►

//! # Backend Stores
//!
//! The contract every constituent backend implements, and the factory that
//! builds backends from their properties.
//!
//! Backends are picked by the `fedgraph.store.kind` property. The factory maps
//! each kind tag to a constructor; there is no runtime type inspection.
//!
//! Two reference backends ship with the crate:
//! - `map`: [`MapStore`], in memory
//! - `redb`: [`RedbStore`], on disk

mod map_store;
mod redb_store;

pub use map_store::MapStore;
pub use redb_store::RedbStore;

use crate::element::{Element, View};
use crate::library::GraphLibrary;
use crate::operation::{Operation, OperationResult};
use crate::properties::StoreProperties;
use crate::schema::Schema;
use crate::traits::StoreTrait;
use crate::{Context, FederationError};
use std::collections::{BTreeMap, BTreeSet};
use std::fmt;
use std::sync::Arc;

// =============================================================================
// STORE CONTRACT
// =============================================================================

/// A backend graph store.
///
/// `initialise` is called exactly once, before the store is shared. After
/// that the store is only reached through `&self`; any interior state is the
/// backend's own concern.
pub trait Store: Send + Sync + fmt::Debug {
    /// Configure the store. Invalid setup is a `Configuration` error.
    fn initialise(
        &mut self,
        graph_id: &str,
        schema: Schema,
        properties: StoreProperties,
        library: Option<&dyn GraphLibrary>,
    ) -> Result<(), FederationError>;

    /// Run an operation.
    fn execute(&self, operation: &Operation, ctx: &Context)
    -> Result<OperationResult, FederationError>;

    fn schema(&self) -> &Schema;

    fn traits(&self) -> &BTreeSet<StoreTrait>;

    /// Fallback for operations the store has no handler for.
    fn do_unhandled_operation(
        &self,
        operation: &Operation,
        _ctx: &Context,
    ) -> Result<OperationResult, FederationError> {
        Err(FederationError::UnsupportedOperation(
            operation.name().to_string(),
        ))
    }
}

/// Traits declared by the in-memory backend.
pub const MAP_STORE_TRAITS: [StoreTrait; 5] = [
    StoreTrait::StoreAggregation,
    StoreTrait::PreAggregationFiltering,
    StoreTrait::PostAggregationFiltering,
    StoreTrait::PostTransformationFiltering,
    StoreTrait::Transformation,
];

/// Traits declared by the redb backend.
pub const REDB_STORE_TRAITS: [StoreTrait; 9] = [
    StoreTrait::StoreAggregation,
    StoreTrait::PreAggregationFiltering,
    StoreTrait::PostAggregationFiltering,
    StoreTrait::PostTransformationFiltering,
    StoreTrait::Transformation,
    StoreTrait::Ordered,
    StoreTrait::Visibility,
    StoreTrait::StoreValidation,
    StoreTrait::MatchedVertex,
];

// =============================================================================
// READ FILTER
// =============================================================================

/// Which stored elements a read operation selects.
#[derive(Debug, Clone, Copy)]
pub(crate) struct ReadFilter<'a> {
    seeds: Option<&'a [String]>,
    view: Option<&'a View>,
}

impl<'a> ReadFilter<'a> {
    /// `None` if the operation is not an element read.
    pub(crate) fn for_operation(operation: &'a Operation) -> Option<Self> {
        match operation {
            Operation::GetAllElements { view, .. } => Some(Self {
                seeds: None,
                view: view.as_ref(),
            }),
            Operation::GetElements { seeds, view, .. } => Some(Self {
                seeds: Some(seeds),
                view: view.as_ref(),
            }),
            _ => None,
        }
    }

    pub(crate) fn accepts(&self, element: &Element) -> bool {
        let seeded = self
            .seeds
            .is_none_or(|seeds| seeds.iter().any(|s| element.touches(s)));
        seeded && self.view.is_none_or(|v| v.matches(element))
    }
}

/// Validate every element before any of them is written.
pub(crate) fn validate_all(elements: &[Element], schema: &Schema) -> Result<(), FederationError> {
    elements.iter().try_for_each(|e| e.validate(schema))
}

// =============================================================================
// FACTORY
// =============================================================================

/// Constructor for an uninitialised store.
pub type StoreConstructor = Arc<dyn Fn() -> Box<dyn Store> + Send + Sync>;

/// Builds backends from their properties' kind tag.
#[derive(Clone)]
pub struct StoreFactory {
    constructors: BTreeMap<String, StoreConstructor>,
}

impl fmt::Debug for StoreFactory {
    fn fmt(&self, f: &mut fmt::Formatter<'_>) -> fmt::Result {
        f.debug_struct("StoreFactory")
            .field("kinds", &self.constructors.keys().collect::<Vec<_>>())
            .finish()
    }
}

impl Default for StoreFactory {
    fn default() -> Self {
        Self::empty()
            .with_kind("map", || Box::new(MapStore::new()))
            .with_kind("redb", || Box::new(RedbStore::new()))
    }
}

impl StoreFactory {
    /// A factory with no kinds registered.
    #[must_use]
    pub fn empty() -> Self {
        Self {
            constructors: BTreeMap::new(),
        }
    }

    /// Register (or replace) the constructor for a kind tag.
    pub fn register<F>(&mut self, kind: impl Into<String>, constructor: F)
    where
        F: Fn() -> Box<dyn Store> + Send + Sync + 'static,
    {
        self.constructors.insert(kind.into(), Arc::new(constructor));
    }

    #[must_use]
    pub fn with_kind<F>(mut self, kind: impl Into<String>, constructor: F) -> Self
    where
        F: Fn() -> Box<dyn Store> + Send + Sync + 'static,
    {
        self.register(kind, constructor);
        self
    }

    #[must_use]
    pub fn kinds(&self) -> BTreeSet<&str> {
        self.constructors.keys().map(String::as_str).collect()
    }

    /// Construct and initialise the backend named by `properties`.
    pub fn create(
        &self,
        graph_id: &str,
        schema: Schema,
        properties: StoreProperties,
        library: Option<&dyn GraphLibrary>,
    ) -> Result<Box<dyn Store>, FederationError> {
        let kind = properties.kind().map(str::to_string).ok_or_else(|| {
            FederationError::Configuration(format!(
                "store properties for graph {} have no {}",
                graph_id,
                crate::primitives::STORE_KIND_KEY
            ))
        })?;
        let constructor = self.constructors.get(&kind).ok_or_else(|| {
            FederationError::Configuration(format!("unknown store kind {}", kind))
        })?;

        let mut store = constructor();
        store.initialise(graph_id, schema, properties, library)?;
        tracing::debug!(graph_id, kind = %kind, "store initialised");
        Ok(store)
    }
}

// =============================================================================
// TESTS
// =============================================================================

#[cfg(test)]
mod tests {
    use super::*;

    #[test]
    fn default_factory_knows_reference_backends() {
        let factory = StoreFactory::default();
        let kinds = factory.kinds();
        assert!(kinds.contains("map"));
        assert!(kinds.contains("redb"));
    }

    #[test]
    fn map_traits_are_subset_of_redb_traits() {
        let map: BTreeSet<_> = MAP_STORE_TRAITS.into_iter().collect();
        let redb: BTreeSet<_> = REDB_STORE_TRAITS.into_iter().collect();
        assert!(map.is_subset(&redb));
        assert_eq!(map.len(), 5);
        assert_eq!(redb.len(), 9);
    }

    #[test]
    fn unknown_kind_is_rejected() {
        let err = StoreFactory::default()
            .create("g1", Schema::new(), StoreProperties::for_kind("cassandra"), None)
            .expect_err("unknown kind");
        assert!(err.to_string().contains("cassandra"));
    }

    #[test]
    fn missing_kind_is_rejected() {
        assert!(StoreFactory::default()
            .create("g1", Schema::new(), StoreProperties::new(), None)
            .is_err());
    }

    #[test]
    fn read_filter_combines_seeds_and_view() {
        let op = Operation::get_elements(["a"]).with_view(View {
            entities: ["E".to_string()].into(),
            edges: BTreeSet::new(),
        });
        let filter = ReadFilter::for_operation(&op).expect("read");
        assert!(filter.accepts(&Element::entity("E", "a")));
        assert!(!filter.accepts(&Element::entity("E", "b")));
        assert!(!filter.accepts(&Element::edge("X", "a", "b", true)));
        assert!(ReadFilter::for_operation(&Operation::GetAllGraphIds).is_none());
    }
}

◄

**Prompt:**
Every entry in the listing must be retyped exactly.

**Expected answer:**
//! # Backend Stores
//!
//! The contract every constituent backend implements, and the factory that
//! builds backends from their properties.
//!
//! Backends are picked by the `fedgraph.store.kind` property. The factory maps
//! each kind tag to a constructor; there is no runtime type inspection.
//!
//! Two reference backends ship with the crate:
//! - `map`: [`MapStore`], in memory
//! - `redb`: [`RedbStore`], on disk

mod map_store;
mod redb_store;

pub use map_store::MapStore;
pub use redb_store::RedbStore;

use crate::element::{Element, View};
use crate::library::GraphLibrary;
use crate::operation::{Operation, OperationResult};
use crate::properties::StoreProperties;
use crate::schema::Schema;
use crate::traits::StoreTrait;
use crate::{Context, FederationError};
use std::collections::{BTreeMap, BTreeSet};
use std::fmt;
use std::sync::Arc;

// =============================================================================
// STORE CONTRACT
// =============================================================================

/// A backend graph store.
///
/// `initialise` is called exactly once, before the store is shared. After
/// that the store is only reached through `&self`; any interior state is the
/// backend's own concern.
pub trait Store: Send + Sync + fmt::Debug {
    /// Configure the store. Invalid setup is a `Configuration` error.
    fn initialise(
        &mut self,
        graph_id: &str,
        schema: Schema,
        properties: StoreProperties,
        library: Option<&dyn GraphLibrary>,
    ) -> Result<(), FederationError>;

    /// Run an operation.
    fn execute(&self, operation: &Operation, ctx: &Context)
    -> Result<OperationResult, FederationError>;

    fn schema(&self) -> &Schema;

    fn traits(&self) -> &BTreeSet<StoreTrait>;

    /// Fallback for operations the store has no handler for.
    fn do_unhandled_operation(
        &self,
        operation: &Operation,
        _ctx: &Context,
    ) -> Result<OperationResult, FederationError> {
        Err(FederationError::UnsupportedOperation(
            operation.name().to_string(),
        ))
    }
}

/// Traits declared by the in-memory backend.
pub const MAP_STORE_TRAITS: [StoreTrait; 5] = [
    StoreTrait::StoreAggregation,
    StoreTrait::PreAggregationFiltering,
    StoreTrait::PostAggregationFiltering,
    StoreTrait::PostTransformationFiltering,
    StoreTrait::Transformation,
];

/// Traits declared by the redb backend.
pub const REDB_STORE_TRAITS: [StoreTrait; 9] = [
    StoreTrait::StoreAggregation,
    StoreTrait::PreAggregationFiltering,
    StoreTrait::PostAggregationFiltering,
    StoreTrait::PostTransformationFiltering,
    StoreTrait::Transformation,
    StoreTrait::Ordered,
    StoreTrait::Visibility,
    StoreTrait::StoreValidation,
    StoreTrait::MatchedVertex,
];

// =============================================================================
// READ FILTER
// =============================================================================

/// Which stored elements a read operation selects.
#[derive(Debug, Clone, Copy)]
pub(crate) struct ReadFilter<'a> {
    seeds: Option<&'a [String]>,
    view: Option<&'a View>,
}

impl<'a> ReadFilter<'a> {
    /// `None` if the operation is not an element read.
    pub(crate) fn for_operation(operation: &'a Operation) -> Option<Self> {
        match operation {
            Operation::GetAllElements { view, .. } => Some(Self {
                seeds: None,
                view: view.as_ref(),
            }),
            Operation::GetElements { seeds, view, .. } => Some(Self {
                seeds: Some(seeds),
                view: view.as_ref(),
            }),
            _ => None,
        }
    }

    pub(crate) fn accepts(&self, element: &Element) -> bool {
        let seeded = self
            .seeds
            .is_none_or(|seeds| seeds.iter().any(|s| element.touches(s)));
        seeded && self.view.is_none_or(|v| v.matches(element))
    }
}

/// Validate every element before any of them is written.
pub(crate) fn validate_all(elements: &[Element], schema: &Schema) -> Result<(), FederationError> {
    elements.iter().try_for_each(|e| e.validate(schema))
}

// =============================================================================
// FACTORY
// =============================================================================

/// Constructor for an uninitialised store.
pub type StoreConstructor = Arc<dyn Fn() -> Box<dyn Store> + Send + Sync>;

/// Builds backends from their properties' kind tag.
#[derive(Clone)]
pub struct StoreFactory {
    constructors: BTreeMap<String, StoreConstructor>,
}

impl fmt::Debug for StoreFactory {
    fn fmt(&self, f: &mut fmt::Formatter<'_>) -> fmt::Result {
        f.debug_struct("StoreFactory")
            .field("kinds", &self.constructors.keys().collect::<Vec<_>>())
            .finish()
    }
}

impl Default for StoreFactory {
    fn default() -> Self {
        Self::empty()
            .with_kind("map", || Box::new(MapStore::new()))
            .with_kind("redb", || Box::new(RedbStore::new()))
    }
}

impl StoreFactory {
    /// A factory with no kinds registered.
    #[must_use]
    pub fn empty() -> Self {
        Self {
            constructors: BTreeMap::new(),
        }
    }

    /// Register (or replace) the constructor for a kind tag.
    pub fn register<F>(&mut self, kind: impl Into<String>, constructor: F)
    where
        F: Fn() -> Box<dyn Store> + Send + Sync + 'static,
    {
        self.constructors.insert(kind.into(), Arc::new(constructor));
    }

    #[must_use]
    pub fn with_kind<F>(mut self, kind: impl Into<String>, constructor: F) -> Self
    where
        F: Fn() -> Box<dyn Store> + Send + Sync + 'static,
    {
        self.register(kind, constructor);
        self
    }

    #[must_use]
    pub fn kinds(&self) -> BTreeSet<&str> {
        self.constructors.keys().map(String::as_str).collect()
    }

    /// Construct and initialise the backend named by `properties`.
    pub fn create(
        &self,
        graph_id: &str,
        schema: Schema,
        properties: StoreProperties,
        library: Option<&dyn GraphLibrary>,
    ) -> Result<Box<dyn Store>, FederationError> {
        let kind = properties.kind().map(str::to_string).ok_or_else(|| {
            FederationError::Configuration(format!(
                "store properties for graph {} have no {}",
                graph_id,
                crate::primitives::STORE_KIND_KEY
            ))
        })?;
        let constructor = self.constructors.get(&kind).ok_or_else(|| {
            FederationError::Configuration(format!("unknown store kind {}", kind))
        })?;

        let mut store = constructor();
        store.initialise(graph_id, schema, properties, library)?;
        tracing::debug!(graph_id, kind = %kind, "store initialised");
        Ok(store)
    }
}

// =============================================================================
// TESTS
// =============================================================================

#[cfg(test)]
mod tests {
    use super::*;

    #[test]
    fn default_factory_knows_reference_backends() {
        let factory = StoreFactory::default();
        let kinds = factory.kinds();
        assert!(kinds.contains("map"));
        assert!(kinds.contains("redb"));
    }

    #[test]
    fn map_traits_are_subset_of_redb_traits() {
        let map: BTreeSet<_> = MAP_STORE_TRAITS.into_iter().collect();
        let redb: BTreeSet<_> = REDB_STORE_TRAITS.into_iter().collect();
        assert!(map.is_subset(&redb));
        assert_eq!(map.len(), 5);
        assert_eq!(redb.len(), 9);
    }

    #[test]
    fn unknown_kind_is_rejected() {
        let err = StoreFactory::default()
            .create("g1", Schema::new(), StoreProperties::for_kind("cassandra"), None)
            .expect_err("unknown kind");
        assert!(err.to_string().contains("cassandra"));
    }

    #[test]
    fn missing_kind_is_rejected() {
        assert!(StoreFactory::default()
            .create("g1", Schema::new(), StoreProperties::new(), None)
            .is_err());
    }

    #[test]
    fn read_filter_combines_seeds_and_view() {
        let op = Operation::get_elements(["a"]).with_view(View {
            entities: ["E".to_string()].into(),
            edges: BTreeSet::new(),
        });
        let filter = ReadFilter::for_operation(&op).expect("read");
        assert!(filter.accepts(&Element::entity("E", "a")));
        assert!(!filter.accepts(&Element::entity("E", "b")));
        assert!(!filter.accepts(&Element::edge("X", "a", "b", true)));
        assert!(ReadFilter::for_operation(&Operation::GetAllGraphIds).is_none());
    }
}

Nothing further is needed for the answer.